Security Council composition
- Permanent members: China; France; Russia; United Kingdom; United States;
- Non-permanent members: Argentina; Bahrain; Brazil; Canada; Gabon; Gambia; Malaysia; Namibia; Netherlands; Slovenia;

= United Nations Security Council Resolution 1227 =

United Nations Security Council resolution 1227, adopted unanimously on 10 February 1999, after reaffirming resolutions 1177 (1998) and 1226 (1999) on the situation between Eritrea and Ethiopia, the Council demanded an immediate cessation of hostilities between the two countries.

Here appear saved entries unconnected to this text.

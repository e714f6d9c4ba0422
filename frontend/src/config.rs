#[cfg(debug_assertions)]
pub fn get_site_url() -> &'static str {
    "http://localhost:8080"  // trunk serve
}

#[cfg(not(debug_assertions))]
pub fn get_site_url() -> &'static str {
    "https://freebirdtravelers.com"
}

pub struct CompanyInfo {
    pub name: &'static str,
    pub tagline: &'static str,
    pub phone: &'static str,
    pub whatsapp: &'static str,
    pub email: &'static str,
    pub address: &'static str,
}

pub const COMPANY_INFO: CompanyInfo = CompanyInfo {
    name: "Free Bird Travelers",
    tagline: "Where Dreams Take Flight",
    phone: "+91 98765 43210",
    whatsapp: "+91 98765 43210",
    email: "hello@freebirdtravelers.com",
    address: "Kochi, Kerala, India",
};

pub struct NavLink {
    pub label: &'static str,
    pub href: &'static str,
}

pub const NAVIGATION_LINKS: &[NavLink] = &[
    NavLink { label: "Home", href: "/" },
    NavLink { label: "Services", href: "/services" },
    NavLink { label: "Destinations", href: "/destinations" },
    NavLink { label: "Gallery", href: "/gallery" },
];

fn digits(phone: &str) -> String {
    phone.chars().filter(|c| c.is_ascii_digit()).collect()
}

/// `tel:` link for a display-formatted number.
pub fn phone_call_href(phone: &str) -> String {
    let plus = if phone.trim_start().starts_with('+') { "+" } else { "" };
    format!("tel:{}{}", plus, digits(phone))
}

/// WhatsApp click-to-chat link. Callers append `&text=...`.
pub fn whatsapp_href(phone: &str) -> String {
    format!("https://api.whatsapp.com/send?phone={}", digits(phone))
}

pub fn whatsapp_message_href(phone: &str, message: &str) -> String {
    format!("{}&text={}", whatsapp_href(phone), urlencoding::encode(message))
}

pub fn default_enquiry_message() -> String {
    format!(
        "Hi {}! I'm interested in planning a trip. Could you help me with more details?",
        COMPANY_INFO.name
    )
}

#[cfg(test)]
mod tests {
    use super::*;

    #[test]
    fn phone_links_strip_formatting() {
        assert_eq!(phone_call_href("+91 98765 43210"), "tel:+919876543210");
        assert_eq!(phone_call_href("(0484) 123-456"), "tel:0484123456");
        assert_eq!(
            whatsapp_href("+91 98765 43210"),
            "https://api.whatsapp.com/send?phone=919876543210"
        );
    }

    #[test]
    fn whatsapp_message_is_percent_encoded() {
        let href = whatsapp_message_href("+1 555", "Hi there & bye?");
        assert_eq!(href, "https://api.whatsapp.com/send?phone=1555&text=Hi%20there%20%26%20bye%3F");
    }
}
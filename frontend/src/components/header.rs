use log::warn;
use wasm_bindgen::closure::Closure;
use wasm_bindgen::JsCast;
use web_sys::MouseEvent;
use yew::prelude::*;
use yew_router::prelude::*;

use crate::config::{self, COMPANY_INFO, NAVIGATION_LINKS};
use crate::host;
use crate::Route;

const SCROLLED_THRESHOLD: f64 = 24.0;

fn contact_on_whatsapp() {
    let href = config::whatsapp_message_href(COMPANY_INFO.whatsapp, &config::default_enquiry_message());
    if let Err(err) = host::open_in_new_tab(&href) {
        warn!("{}", err);
    }
}

#[function_component(Header)]
pub fn header() -> Html {
    let menu_open = use_state(|| false);
    let is_scrolled = use_state(|| false);
    let current = use_route::<Route>();

    {
        let is_scrolled = is_scrolled.clone();
        use_effect_with_deps(move |_| {
            let window = web_sys::window();
            let scroll_callback = {
                let window = window.clone();
                Closure::wrap(Box::new(move || {
                    let scroll_y = window.as_ref().and_then(|w| w.scroll_y().ok()).unwrap_or(0.0);
                    is_scrolled.set(scroll_y > SCROLLED_THRESHOLD);
                }) as Box<dyn FnMut()>)
            };

            if let Some(window) = &window {
                if let Err(err) = window.add_event_listener_with_callback("scroll", scroll_callback.as_ref().unchecked_ref()) {
                    warn!("could not watch scrolling: {}", host::js_detail(&err));
                }
            }

            move || {
                if let Some(window) = window {
                    if let Err(err) = window.remove_event_listener_with_callback("scroll", scroll_callback.as_ref().unchecked_ref()) {
                        warn!("could not remove scroll listener: {}", host::js_detail(&err));
                    }
                }
            }
        }, ());
    }

    let toggle_menu = {
        let menu_open = menu_open.clone();
        Callback::from(move |e: MouseEvent| {
            e.prevent_default();
            menu_open.set(!*menu_open);
        })
    };

    let close_menu = {
        let menu_open = menu_open.clone();
        Callback::from(move |_: MouseEvent| {
            menu_open.set(false);
        })
    };

    let get_quote = Callback::from(|_: MouseEvent| contact_on_whatsapp());

    let whatsapp_mobile = {
        let menu_open = menu_open.clone();
        Callback::from(move |_: MouseEvent| {
            contact_on_whatsapp();
            menu_open.set(false);
        })
    };

    let links = |class: &'static str, active_class: &'static str| -> Html {
        NAVIGATION_LINKS
            .iter()
            .filter_map(|link| Route::recognize(link.href).map(|route| (link, route)))
            .map(|(link, route)| {
                let active = current.as_ref() == Some(&route);
                html! {
                    <div onclick={close_menu.clone()}>
                        <Link<Route> to={route} classes={classes!(class, active.then(|| active_class))}>
                            {link.label}
                        </Link<Route>>
                    </div>
                }
            })
            .collect::<Html>()
    };

    html! {
        <header class={classes!("site-header", (*is_scrolled).then(|| "scrolled"))}>
            <div class="nav-content">
                <Link<Route> to={Route::Home} classes="nav-logo">
                    <span class="nav-logo-icon">{"🐦"}</span>
                    <span>
                        <span class="brand-name">{COMPANY_INFO.name}</span>
                        <span class="brand-tagline">{COMPANY_INFO.tagline}</span>
                    </span>
                </Link<Route>>

                <nav class="nav-links">
                    { links("nav-link", "active") }
                </nav>

                <div class="nav-actions">
                    <a href={config::phone_call_href(COMPANY_INFO.phone)} class="nav-phone">
                        {"📞 "}{COMPANY_INFO.phone}
                    </a>
                    <button class="nav-quote-button" onclick={get_quote}>
                        {"Get Quote"}
                    </button>
                </div>

                <button class="burger-menu" aria-label="Toggle menu" onclick={toggle_menu}>
                    {if *menu_open { "✕" } else { "☰" }}
                </button>
            </div>
            {
                if *menu_open {
                    html! {
                        <div class="mobile-menu">
                            { links("mobile-link", "active") }
                            <div class="mobile-contact">
                                <a href={config::phone_call_href(COMPANY_INFO.phone)} class="nav-phone">
                                    {"📞 "}{COMPANY_INFO.phone}
                                </a>
                                <button class="nav-quote-button" onclick={whatsapp_mobile}>
                                    {"Contact on WhatsApp"}
                                </button>
                            </div>
                        </div>
                    }
                } else {
                    html! {}
                }
            }
        </header>
    }
}
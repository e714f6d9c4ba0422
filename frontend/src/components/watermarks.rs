use yew::prelude::*;

const ICONS: [&str; 17] = [
    "/images/icons/image.png",
    "/images/icons/image copy.png",
    "/images/icons/image copy 2.png",
    "/images/icons/image copy 3.png",
    "/images/icons/image copy 4.png",
    "/images/icons/image copy 5.png",
    "/images/icons/image copy 6.png",
    "/images/icons/image copy 7.png",
    "/images/icons/image copy 8.png",
    "/images/icons/image copy 9.png",
    "/images/icons/image copy 10.png",
    "/images/icons/image copy 11.png",
    "/images/icons/image copy 12.png",
    "/images/icons/image copy 14.png",
    "/images/icons/image copy 15.png",
    "/images/icons/image copy 16.png",
    "/images/icons/image copy 17.png",
];

pub const GRID_SIDE: usize = 10;

#[derive(Clone, Debug, PartialEq)]
pub struct Placement {
    pub src: &'static str,
    /// Percent of the viewport.
    pub top: f64,
    pub left: f64,
    pub size: u32,
    pub rotate: i32,
    pub opacity: f64,
}

impl Placement {
    pub fn style(&self) -> String {
        format!(
            "position: absolute; top: {}%; left: {}%; transform: rotate({}deg);",
            self.top, self.left, self.rotate
        )
    }
}

struct Layer {
    tops: &'static [f64],
    lefts: &'static [f64],
    sizes: &'static [u32],
    angles: &'static [i32],
    opacity: f64,
}

// Hand-placed layers, largest first.
const LAYERS: [Layer; 3] = [
    Layer {
        tops: &[8.0, 18.0, 30.0, 45.0, 60.0, 72.0, 15.0, 38.0, 82.0],
        lefts: &[6.0, 85.0, 14.0, 78.0, 10.0, 50.0, 32.0, 58.0, 70.0],
        sizes: &[64, 56, 60, 50, 72, 60, 54, 58, 66],
        angles: &[-8, 10, -6, 8, -12, 5, 9, -7, 6],
        opacity: 0.5,
    },
    Layer {
        tops: &[12.0, 22.0, 34.0, 48.0, 62.0, 76.0, 18.0, 28.0, 42.0, 56.0, 70.0, 84.0],
        lefts: &[22.0, 36.0, 68.0, 12.0, 44.0, 80.0, 28.0, 62.0, 16.0, 52.0, 74.0, 38.0],
        sizes: &[48, 44, 46, 42, 50, 40, 46, 44, 42, 48, 46, 40],
        angles: &[-6, 5, -4, 7, -3, 4, -5, 6, -7, 3, -2, 5],
        opacity: 0.45,
    },
    Layer {
        tops: &[
            6.0, 14.0, 20.0, 26.0, 32.0, 38.0, 44.0, 50.0, 56.0, 62.0, 68.0, 74.0, 80.0, 12.0,
            24.0, 36.0, 48.0, 60.0, 72.0, 84.0,
        ],
        lefts: &[
            10.0, 22.0, 34.0, 46.0, 58.0, 70.0, 82.0, 18.0, 30.0, 42.0, 54.0, 66.0, 78.0, 26.0,
            38.0, 50.0, 62.0, 74.0, 12.0, 86.0,
        ],
        sizes: &[32, 30, 28, 34, 30, 28, 32, 30, 28, 34, 30, 28, 32, 30, 28, 34, 30, 28, 32, 28],
        angles: &[-4, 3, -2, 5, -3, 4, -5, 2, -1, 4, -2, 3, -4, 5, -3, 2, -1, 4, -2, 3],
        opacity: 0.35,
    },
];

const GRID_ANGLES: [i32; 6] = [-4, 3, -2, 5, -3, 4];

/// Every watermark icon, back to front: the hand-placed layers, then a
/// 10x10 grid of tiny icons centered in each cell.
pub fn placements() -> Vec<Placement> {
    let mut out = Vec::new();

    for layer in LAYERS.iter() {
        for i in 0..layer.tops.len() {
            out.push(Placement {
                src: ICONS[i % ICONS.len()],
                top: layer.tops[i],
                left: layer.lefts[i],
                size: layer.sizes[i],
                rotate: layer.angles[i],
                opacity: layer.opacity,
            });
        }
    }

    for i in 0..GRID_SIDE * GRID_SIDE {
        let row = i / GRID_SIDE;
        let col = i % GRID_SIDE;
        out.push(Placement {
            src: ICONS[(i * 3) % ICONS.len()],
            top: (row * 10 + 5) as f64,
            left: (col * 10 + 5) as f64,
            size: 22 + (i % 3) as u32 * 4,
            rotate: GRID_ANGLES[i % GRID_ANGLES.len()],
            opacity: 0.3,
        });
    }

    out
}

/// Site-wide background: blurred photo, soft tint and faint travel icons.
#[function_component(Watermarks)]
pub fn watermarks() -> Html {
    let icons = use_memo(|_| placements(), ());

    html! {
        <>
            <div
                class="site-backdrop"
                aria-hidden="true"
                style="pointer-events: none; position: fixed; inset: 0; z-index: 0; background-image: url('/images/backdrop.png'); background-size: cover; background-position: center; filter: blur(4px) brightness(1.02); transform: scale(1.02);"
            ></div>
            <div
                class="site-tint"
                aria-hidden="true"
                style="pointer-events: none; position: fixed; inset: 0; z-index: 10; opacity: 0.12; background: linear-gradient(135deg, #0ea5e9 0%, #f43f5e 100%);"
            ></div>
            <div class="watermarks" aria-hidden="true" style="pointer-events: none; position: fixed; inset: 0; z-index: 20; user-select: none;">
                { for icons.iter().enumerate().map(|(i, icon)| html! {
                    <div key={i} style={format!("{} opacity: 0.1;", icon.style())}>
                        <img
                            src={icon.src}
                            width={icon.size.to_string()}
                            height={icon.size.to_string()}
                            alt="decorative travel icon"
                            style={format!("filter: grayscale(100%); opacity: {};", icon.opacity)}
                        />
                    </div>
                }) }
            </div>
        </>
    }
}

#[cfg(test)]
mod tests {
    use super::*;

    #[test]
    fn layer_tables_line_up() {
        for layer in LAYERS.iter() {
            assert_eq!(layer.tops.len(), layer.lefts.len());
            assert_eq!(layer.tops.len(), layer.sizes.len());
            assert_eq!(layer.tops.len(), layer.angles.len());
        }
        assert_eq!(placements().len(), 9 + 12 + 20 + 100);
    }

    #[test]
    fn grid_covers_the_page() {
        let all = placements();
        let grid = &all[41..];
        assert_eq!(grid.len(), 100);
        assert_eq!((grid[0].top, grid[0].left), (5.0, 5.0));
        assert_eq!((grid[99].top, grid[99].left), (95.0, 95.0));
        assert_eq!((grid[12].top, grid[12].left), (15.0, 25.0));
        assert!(grid.iter().all(|p| [22, 26, 30].contains(&p.size)));
    }

    #[test]
    fn style_positions_in_percent() {
        let p = &placements()[0];
        assert_eq!(p.style(), "position: absolute; top: 8%; left: 6%; transform: rotate(-8deg);");
    }
}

In the preamble of the resolution, the Council expressed concern at the border conflict between Ethiopia and Eritrea, and recalled the commitment of both countries to a moratorium on the threat of and use of air strikes. It stressed that the current situation posed a threat to peace and security.

The Security Council condemned the resumption of hostilities by both countries and demanded an immediate halt to air strikes. Furthermore, it demanded that both countries resume diplomatic efforts towards a peaceful settlement of the conflict and noted that the Framework Agreement proposed by the Organisation of African Unity (OAU) remained a basis for a settlement. Eritrea later accepted the agreement.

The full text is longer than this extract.